* _What is expected_
Every line of the records below from the line with "set.insert(permission);" up to and including the line with "self.0.extend(iter);" must be reproduced exactly, and no line outside that range.

* _Given entries_

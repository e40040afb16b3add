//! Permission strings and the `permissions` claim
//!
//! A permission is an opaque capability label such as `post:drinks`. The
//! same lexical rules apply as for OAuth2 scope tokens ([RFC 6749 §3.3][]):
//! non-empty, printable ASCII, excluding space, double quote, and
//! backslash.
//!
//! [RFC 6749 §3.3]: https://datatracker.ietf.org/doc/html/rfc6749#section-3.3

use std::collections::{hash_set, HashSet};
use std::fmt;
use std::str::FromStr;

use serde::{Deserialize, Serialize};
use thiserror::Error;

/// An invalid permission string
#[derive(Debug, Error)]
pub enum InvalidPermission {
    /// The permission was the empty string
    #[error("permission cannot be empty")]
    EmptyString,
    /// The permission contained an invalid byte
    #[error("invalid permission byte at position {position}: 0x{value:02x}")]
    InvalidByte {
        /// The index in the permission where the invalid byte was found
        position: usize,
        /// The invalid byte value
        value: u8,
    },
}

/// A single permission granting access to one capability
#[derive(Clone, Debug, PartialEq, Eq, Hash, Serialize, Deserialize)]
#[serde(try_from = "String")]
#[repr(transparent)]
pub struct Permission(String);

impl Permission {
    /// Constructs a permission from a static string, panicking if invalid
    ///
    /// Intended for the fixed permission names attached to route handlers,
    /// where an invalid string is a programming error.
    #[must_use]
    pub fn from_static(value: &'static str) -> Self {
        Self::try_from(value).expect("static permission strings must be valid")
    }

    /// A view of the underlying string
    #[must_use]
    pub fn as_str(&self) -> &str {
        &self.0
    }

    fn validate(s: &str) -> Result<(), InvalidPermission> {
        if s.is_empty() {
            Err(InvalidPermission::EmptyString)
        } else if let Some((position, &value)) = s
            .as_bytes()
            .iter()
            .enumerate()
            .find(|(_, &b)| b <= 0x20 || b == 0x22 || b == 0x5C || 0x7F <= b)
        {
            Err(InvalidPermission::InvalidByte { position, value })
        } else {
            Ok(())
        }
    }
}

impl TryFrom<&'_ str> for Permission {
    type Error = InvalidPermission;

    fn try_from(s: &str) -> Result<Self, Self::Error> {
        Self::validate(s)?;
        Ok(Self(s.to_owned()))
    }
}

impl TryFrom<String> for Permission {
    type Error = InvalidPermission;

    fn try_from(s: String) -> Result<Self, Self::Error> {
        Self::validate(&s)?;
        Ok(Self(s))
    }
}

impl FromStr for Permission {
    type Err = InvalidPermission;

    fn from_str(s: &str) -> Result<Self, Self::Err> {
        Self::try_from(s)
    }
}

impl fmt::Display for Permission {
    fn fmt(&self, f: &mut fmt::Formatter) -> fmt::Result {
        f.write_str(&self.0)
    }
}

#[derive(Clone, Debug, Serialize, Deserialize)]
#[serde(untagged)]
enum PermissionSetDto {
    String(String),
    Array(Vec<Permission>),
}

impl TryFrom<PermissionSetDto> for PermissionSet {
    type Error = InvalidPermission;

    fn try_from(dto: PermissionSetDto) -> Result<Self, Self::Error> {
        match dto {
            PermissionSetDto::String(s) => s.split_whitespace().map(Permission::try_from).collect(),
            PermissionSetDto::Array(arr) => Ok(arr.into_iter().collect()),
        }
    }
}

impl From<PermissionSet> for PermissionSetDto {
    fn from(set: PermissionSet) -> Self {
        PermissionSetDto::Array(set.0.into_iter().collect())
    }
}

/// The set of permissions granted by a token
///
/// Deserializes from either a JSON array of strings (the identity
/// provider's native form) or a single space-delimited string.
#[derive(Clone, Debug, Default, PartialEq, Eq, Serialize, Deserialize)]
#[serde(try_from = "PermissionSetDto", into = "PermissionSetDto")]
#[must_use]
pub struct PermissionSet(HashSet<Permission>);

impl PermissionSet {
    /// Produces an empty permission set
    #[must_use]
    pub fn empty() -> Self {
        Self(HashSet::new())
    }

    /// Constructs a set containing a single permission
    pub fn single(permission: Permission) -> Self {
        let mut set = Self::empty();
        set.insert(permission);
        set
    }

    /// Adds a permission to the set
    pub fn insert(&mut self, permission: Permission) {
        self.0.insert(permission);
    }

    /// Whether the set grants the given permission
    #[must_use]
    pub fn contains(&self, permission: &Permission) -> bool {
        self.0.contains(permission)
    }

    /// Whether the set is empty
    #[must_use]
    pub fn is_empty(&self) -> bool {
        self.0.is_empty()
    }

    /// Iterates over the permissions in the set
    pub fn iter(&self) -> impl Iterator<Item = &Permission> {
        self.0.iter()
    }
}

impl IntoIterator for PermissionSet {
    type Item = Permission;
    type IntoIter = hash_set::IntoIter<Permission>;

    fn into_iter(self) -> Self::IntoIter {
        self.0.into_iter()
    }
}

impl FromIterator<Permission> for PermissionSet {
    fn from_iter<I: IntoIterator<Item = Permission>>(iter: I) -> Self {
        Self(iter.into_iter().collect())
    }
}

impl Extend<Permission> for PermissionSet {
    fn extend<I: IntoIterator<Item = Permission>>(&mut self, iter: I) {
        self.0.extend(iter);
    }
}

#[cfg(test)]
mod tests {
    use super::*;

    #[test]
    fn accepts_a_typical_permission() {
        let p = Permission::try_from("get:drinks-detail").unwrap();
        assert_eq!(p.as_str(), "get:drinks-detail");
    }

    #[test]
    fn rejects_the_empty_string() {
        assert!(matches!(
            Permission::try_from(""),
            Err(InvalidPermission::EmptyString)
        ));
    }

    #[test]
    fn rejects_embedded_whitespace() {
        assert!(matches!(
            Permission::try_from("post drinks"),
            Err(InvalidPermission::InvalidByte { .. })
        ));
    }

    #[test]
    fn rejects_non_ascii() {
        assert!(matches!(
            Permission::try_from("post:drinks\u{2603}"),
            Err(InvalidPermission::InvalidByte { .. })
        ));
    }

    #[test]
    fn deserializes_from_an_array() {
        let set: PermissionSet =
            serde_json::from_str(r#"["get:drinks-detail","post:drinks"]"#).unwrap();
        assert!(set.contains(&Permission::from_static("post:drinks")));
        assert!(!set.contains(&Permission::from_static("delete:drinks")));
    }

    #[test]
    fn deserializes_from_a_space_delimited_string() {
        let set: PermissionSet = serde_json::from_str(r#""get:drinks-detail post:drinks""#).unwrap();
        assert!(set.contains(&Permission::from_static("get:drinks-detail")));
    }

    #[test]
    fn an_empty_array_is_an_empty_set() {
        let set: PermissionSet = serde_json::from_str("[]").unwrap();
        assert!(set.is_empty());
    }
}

* _Result_
        set.insert(permission);
        set
    }

    /// Adds a permission to the set
    pub fn insert(&mut self, permission: Permission) {
        self.0.insert(permission);
    }

    /// Whether the set grants the given permission
    #[must_use]
    pub fn contains(&self, permission: &Permission) -> bool {
        self.0.contains(permission)
    }

    /// Whether the set is empty
    #[must_use]
    pub fn is_empty(&self) -> bool {
        self.0.is_empty()
    }

    /// Iterates over the permissions in the set
    pub fn iter(&self) -> impl Iterator<Item = &Permission> {
        self.0.iter()
    }
}

impl IntoIterator for PermissionSet {
    type Item = Permission;
    type IntoIter = hash_set::IntoIter<Permission>;

    fn into_iter(self) -> Self::IntoIter {
        self.0.into_iter()
    }
}

impl FromIterator<Permission> for PermissionSet {
    fn from_iter<I: IntoIterator<Item = Permission>>(iter: I) -> Self {
        Self(iter.into_iter().collect())
    }
}

impl Extend<Permission> for PermissionSet {
    fn extend<I: IntoIterator<Item = Permission>>(&mut self, iter: I) {
        self.0.extend(iter);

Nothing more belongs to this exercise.